● TASK INSTRUCTIONS:
Say how many lines in the records contain the string "fallback". Nothing but the number should be given.

● SUPPLIED INFORMATION:
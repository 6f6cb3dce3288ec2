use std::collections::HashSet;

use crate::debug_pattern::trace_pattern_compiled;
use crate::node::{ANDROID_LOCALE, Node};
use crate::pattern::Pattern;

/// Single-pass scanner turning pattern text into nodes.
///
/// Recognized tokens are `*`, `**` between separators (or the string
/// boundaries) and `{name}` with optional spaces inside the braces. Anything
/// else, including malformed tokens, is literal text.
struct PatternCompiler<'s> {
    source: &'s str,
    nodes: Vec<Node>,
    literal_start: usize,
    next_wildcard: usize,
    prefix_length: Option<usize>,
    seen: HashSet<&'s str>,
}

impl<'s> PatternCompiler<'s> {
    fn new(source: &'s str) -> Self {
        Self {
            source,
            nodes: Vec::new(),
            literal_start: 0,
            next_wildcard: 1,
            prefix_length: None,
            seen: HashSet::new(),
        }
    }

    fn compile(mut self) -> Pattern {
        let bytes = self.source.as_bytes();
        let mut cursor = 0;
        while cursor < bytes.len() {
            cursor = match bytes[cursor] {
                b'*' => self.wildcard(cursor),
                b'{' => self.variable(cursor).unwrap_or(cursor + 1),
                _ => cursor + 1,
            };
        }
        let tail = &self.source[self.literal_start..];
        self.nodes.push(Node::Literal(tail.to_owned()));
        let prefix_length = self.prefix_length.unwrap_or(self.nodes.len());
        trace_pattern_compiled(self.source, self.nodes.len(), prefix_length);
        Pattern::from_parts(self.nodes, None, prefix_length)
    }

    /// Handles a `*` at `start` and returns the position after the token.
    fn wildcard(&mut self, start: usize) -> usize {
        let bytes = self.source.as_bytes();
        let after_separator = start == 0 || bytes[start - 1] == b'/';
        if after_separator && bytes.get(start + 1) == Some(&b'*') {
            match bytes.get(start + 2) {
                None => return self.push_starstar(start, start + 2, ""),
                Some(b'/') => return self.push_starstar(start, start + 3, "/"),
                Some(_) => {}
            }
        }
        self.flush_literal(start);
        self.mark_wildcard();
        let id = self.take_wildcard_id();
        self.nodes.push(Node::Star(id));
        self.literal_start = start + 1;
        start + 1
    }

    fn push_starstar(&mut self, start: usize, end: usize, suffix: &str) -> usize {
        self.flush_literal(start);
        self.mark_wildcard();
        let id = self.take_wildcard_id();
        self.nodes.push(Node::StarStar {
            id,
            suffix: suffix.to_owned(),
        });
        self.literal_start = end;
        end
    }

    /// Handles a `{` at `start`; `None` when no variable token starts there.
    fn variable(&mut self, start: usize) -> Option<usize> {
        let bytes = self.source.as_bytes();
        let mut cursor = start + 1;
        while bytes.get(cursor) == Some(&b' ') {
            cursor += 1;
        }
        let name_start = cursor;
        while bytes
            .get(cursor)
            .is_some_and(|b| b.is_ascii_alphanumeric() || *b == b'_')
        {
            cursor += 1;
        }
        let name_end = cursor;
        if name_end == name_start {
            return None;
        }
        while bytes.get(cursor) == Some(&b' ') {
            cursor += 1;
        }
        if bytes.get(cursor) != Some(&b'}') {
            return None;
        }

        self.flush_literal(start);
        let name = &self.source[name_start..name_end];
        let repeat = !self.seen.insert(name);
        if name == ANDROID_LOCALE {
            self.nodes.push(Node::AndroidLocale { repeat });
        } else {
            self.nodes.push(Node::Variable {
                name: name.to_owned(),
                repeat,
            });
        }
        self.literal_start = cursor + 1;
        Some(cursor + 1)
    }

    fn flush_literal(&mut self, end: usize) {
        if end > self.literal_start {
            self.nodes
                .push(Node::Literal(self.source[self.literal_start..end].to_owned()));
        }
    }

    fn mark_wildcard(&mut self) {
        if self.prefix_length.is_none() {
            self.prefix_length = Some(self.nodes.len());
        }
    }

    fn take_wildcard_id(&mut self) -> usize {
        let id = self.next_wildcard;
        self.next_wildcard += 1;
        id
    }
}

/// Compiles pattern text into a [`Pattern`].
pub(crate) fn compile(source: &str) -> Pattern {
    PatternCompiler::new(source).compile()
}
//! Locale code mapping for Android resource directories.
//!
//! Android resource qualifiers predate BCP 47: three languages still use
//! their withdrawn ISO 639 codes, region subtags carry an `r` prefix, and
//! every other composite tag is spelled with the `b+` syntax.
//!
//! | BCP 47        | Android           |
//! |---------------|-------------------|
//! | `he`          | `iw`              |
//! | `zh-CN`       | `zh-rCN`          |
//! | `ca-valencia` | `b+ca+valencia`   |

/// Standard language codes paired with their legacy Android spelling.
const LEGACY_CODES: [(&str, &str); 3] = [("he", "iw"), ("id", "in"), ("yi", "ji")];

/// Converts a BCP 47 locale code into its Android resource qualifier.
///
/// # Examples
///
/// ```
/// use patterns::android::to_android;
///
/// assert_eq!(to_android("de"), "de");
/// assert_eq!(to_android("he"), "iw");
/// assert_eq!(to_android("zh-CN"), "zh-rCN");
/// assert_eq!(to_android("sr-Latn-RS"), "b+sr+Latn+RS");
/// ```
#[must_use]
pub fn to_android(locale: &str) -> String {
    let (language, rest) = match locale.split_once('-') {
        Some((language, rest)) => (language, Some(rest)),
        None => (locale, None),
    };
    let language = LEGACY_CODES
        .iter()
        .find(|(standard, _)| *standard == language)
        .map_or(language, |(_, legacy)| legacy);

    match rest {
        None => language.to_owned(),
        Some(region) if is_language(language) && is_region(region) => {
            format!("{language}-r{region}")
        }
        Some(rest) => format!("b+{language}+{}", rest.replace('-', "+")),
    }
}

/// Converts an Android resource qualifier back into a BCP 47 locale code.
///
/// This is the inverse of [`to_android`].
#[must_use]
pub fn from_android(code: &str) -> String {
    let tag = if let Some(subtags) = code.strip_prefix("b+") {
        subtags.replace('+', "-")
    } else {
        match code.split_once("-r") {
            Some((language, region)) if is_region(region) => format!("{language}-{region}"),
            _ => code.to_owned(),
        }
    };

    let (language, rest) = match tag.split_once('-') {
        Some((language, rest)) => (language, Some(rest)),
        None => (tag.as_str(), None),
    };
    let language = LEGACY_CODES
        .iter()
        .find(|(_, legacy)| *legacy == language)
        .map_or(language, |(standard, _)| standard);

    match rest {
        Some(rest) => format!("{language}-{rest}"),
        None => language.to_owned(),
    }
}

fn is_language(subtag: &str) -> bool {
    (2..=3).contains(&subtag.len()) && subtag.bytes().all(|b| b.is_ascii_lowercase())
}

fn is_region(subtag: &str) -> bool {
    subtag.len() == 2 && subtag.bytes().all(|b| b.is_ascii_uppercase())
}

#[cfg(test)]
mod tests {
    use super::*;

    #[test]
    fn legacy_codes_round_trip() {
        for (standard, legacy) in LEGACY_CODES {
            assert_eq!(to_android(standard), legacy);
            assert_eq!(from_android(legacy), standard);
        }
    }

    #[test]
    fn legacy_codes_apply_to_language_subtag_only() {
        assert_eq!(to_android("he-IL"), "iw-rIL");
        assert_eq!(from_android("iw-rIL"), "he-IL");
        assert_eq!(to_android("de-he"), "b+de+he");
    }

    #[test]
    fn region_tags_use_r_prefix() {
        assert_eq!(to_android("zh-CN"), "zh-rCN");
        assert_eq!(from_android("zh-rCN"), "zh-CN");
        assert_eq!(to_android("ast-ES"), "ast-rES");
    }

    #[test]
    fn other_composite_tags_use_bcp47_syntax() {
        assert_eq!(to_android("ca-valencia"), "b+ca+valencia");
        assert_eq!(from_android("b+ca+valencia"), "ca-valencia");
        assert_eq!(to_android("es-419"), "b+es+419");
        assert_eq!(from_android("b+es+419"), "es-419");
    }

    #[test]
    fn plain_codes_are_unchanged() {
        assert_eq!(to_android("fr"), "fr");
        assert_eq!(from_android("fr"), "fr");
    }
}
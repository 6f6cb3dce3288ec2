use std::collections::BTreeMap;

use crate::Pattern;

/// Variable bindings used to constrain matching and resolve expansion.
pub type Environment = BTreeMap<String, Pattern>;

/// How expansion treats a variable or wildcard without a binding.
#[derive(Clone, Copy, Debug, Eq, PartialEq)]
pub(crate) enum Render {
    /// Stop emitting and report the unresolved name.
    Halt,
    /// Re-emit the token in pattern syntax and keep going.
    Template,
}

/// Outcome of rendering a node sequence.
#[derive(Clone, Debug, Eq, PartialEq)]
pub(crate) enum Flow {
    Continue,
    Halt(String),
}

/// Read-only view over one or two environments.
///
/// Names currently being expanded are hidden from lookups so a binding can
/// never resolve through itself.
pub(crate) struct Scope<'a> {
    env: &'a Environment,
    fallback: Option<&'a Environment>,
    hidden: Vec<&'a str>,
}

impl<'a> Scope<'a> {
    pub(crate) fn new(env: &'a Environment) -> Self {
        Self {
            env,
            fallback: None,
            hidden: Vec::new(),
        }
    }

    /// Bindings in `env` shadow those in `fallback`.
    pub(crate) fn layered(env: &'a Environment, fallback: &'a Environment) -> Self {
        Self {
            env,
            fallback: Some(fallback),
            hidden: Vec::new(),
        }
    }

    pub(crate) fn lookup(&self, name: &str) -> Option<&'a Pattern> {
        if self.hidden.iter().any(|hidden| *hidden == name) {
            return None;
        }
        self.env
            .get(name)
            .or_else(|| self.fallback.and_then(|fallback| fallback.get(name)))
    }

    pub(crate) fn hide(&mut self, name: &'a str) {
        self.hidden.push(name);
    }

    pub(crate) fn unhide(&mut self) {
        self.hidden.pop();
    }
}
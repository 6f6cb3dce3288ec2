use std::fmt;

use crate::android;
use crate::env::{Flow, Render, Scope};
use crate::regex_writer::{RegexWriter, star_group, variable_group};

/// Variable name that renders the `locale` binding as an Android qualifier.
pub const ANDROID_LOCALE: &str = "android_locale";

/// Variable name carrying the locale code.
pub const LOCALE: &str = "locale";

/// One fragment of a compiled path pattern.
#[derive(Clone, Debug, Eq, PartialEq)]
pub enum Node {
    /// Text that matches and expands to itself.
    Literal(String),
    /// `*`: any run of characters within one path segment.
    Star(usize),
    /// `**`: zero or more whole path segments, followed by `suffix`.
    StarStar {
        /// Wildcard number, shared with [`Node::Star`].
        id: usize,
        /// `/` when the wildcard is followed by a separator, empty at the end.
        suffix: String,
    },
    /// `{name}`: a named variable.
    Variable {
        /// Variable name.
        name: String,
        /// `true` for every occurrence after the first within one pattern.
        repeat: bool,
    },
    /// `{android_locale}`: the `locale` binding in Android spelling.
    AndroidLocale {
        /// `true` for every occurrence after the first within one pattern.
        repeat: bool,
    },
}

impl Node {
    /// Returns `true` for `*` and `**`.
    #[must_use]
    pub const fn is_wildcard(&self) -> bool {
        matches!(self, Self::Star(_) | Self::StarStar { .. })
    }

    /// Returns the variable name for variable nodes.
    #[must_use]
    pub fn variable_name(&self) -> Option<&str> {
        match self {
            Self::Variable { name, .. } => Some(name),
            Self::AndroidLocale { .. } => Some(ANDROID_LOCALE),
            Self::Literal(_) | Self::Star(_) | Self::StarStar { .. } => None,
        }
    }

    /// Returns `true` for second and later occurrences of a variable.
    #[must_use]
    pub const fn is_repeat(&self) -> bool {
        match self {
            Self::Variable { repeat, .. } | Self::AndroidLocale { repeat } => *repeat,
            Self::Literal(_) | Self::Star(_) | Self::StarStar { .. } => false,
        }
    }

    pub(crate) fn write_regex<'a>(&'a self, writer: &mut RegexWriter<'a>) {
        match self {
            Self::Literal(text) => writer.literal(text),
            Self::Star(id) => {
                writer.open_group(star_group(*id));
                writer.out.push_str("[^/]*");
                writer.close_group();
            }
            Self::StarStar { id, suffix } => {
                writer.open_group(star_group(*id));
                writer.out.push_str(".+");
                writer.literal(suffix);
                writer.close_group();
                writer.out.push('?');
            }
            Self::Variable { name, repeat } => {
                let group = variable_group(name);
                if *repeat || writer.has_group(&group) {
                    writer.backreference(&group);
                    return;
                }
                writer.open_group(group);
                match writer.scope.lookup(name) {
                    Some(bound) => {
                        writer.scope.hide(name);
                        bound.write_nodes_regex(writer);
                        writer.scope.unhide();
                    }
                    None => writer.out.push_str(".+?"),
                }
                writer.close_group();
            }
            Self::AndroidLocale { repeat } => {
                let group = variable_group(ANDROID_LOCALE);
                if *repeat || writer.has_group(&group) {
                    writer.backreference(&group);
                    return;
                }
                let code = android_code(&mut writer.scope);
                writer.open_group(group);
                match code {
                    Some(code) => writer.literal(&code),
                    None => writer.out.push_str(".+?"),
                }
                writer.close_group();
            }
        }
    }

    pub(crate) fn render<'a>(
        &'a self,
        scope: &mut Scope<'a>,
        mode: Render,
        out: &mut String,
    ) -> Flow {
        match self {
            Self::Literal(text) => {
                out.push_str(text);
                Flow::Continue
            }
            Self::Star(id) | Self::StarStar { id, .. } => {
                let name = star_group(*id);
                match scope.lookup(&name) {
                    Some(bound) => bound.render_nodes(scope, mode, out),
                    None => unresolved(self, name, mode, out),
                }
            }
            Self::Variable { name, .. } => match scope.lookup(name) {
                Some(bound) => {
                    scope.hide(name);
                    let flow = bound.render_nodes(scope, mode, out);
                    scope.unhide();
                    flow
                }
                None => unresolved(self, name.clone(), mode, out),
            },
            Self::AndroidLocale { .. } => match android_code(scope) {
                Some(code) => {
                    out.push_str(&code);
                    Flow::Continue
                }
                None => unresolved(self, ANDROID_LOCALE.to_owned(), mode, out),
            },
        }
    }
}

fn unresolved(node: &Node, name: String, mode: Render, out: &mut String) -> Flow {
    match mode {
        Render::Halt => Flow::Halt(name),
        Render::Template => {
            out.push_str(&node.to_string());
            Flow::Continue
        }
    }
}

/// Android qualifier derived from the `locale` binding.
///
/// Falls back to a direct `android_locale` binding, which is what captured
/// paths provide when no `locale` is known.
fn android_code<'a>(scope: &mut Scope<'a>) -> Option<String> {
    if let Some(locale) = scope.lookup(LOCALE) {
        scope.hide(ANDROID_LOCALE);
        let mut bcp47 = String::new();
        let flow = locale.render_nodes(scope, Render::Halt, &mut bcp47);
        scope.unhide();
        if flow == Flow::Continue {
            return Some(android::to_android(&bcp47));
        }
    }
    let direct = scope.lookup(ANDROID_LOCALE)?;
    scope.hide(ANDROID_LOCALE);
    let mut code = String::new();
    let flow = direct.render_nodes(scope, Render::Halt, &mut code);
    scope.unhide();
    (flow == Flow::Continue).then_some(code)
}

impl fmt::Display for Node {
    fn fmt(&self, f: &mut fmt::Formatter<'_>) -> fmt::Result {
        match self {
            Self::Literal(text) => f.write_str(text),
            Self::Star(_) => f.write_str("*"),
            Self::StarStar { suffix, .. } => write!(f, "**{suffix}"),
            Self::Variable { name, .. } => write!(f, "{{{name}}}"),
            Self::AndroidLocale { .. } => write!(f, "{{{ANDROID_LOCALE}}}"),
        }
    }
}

● EXERCISE RESPONSE:
6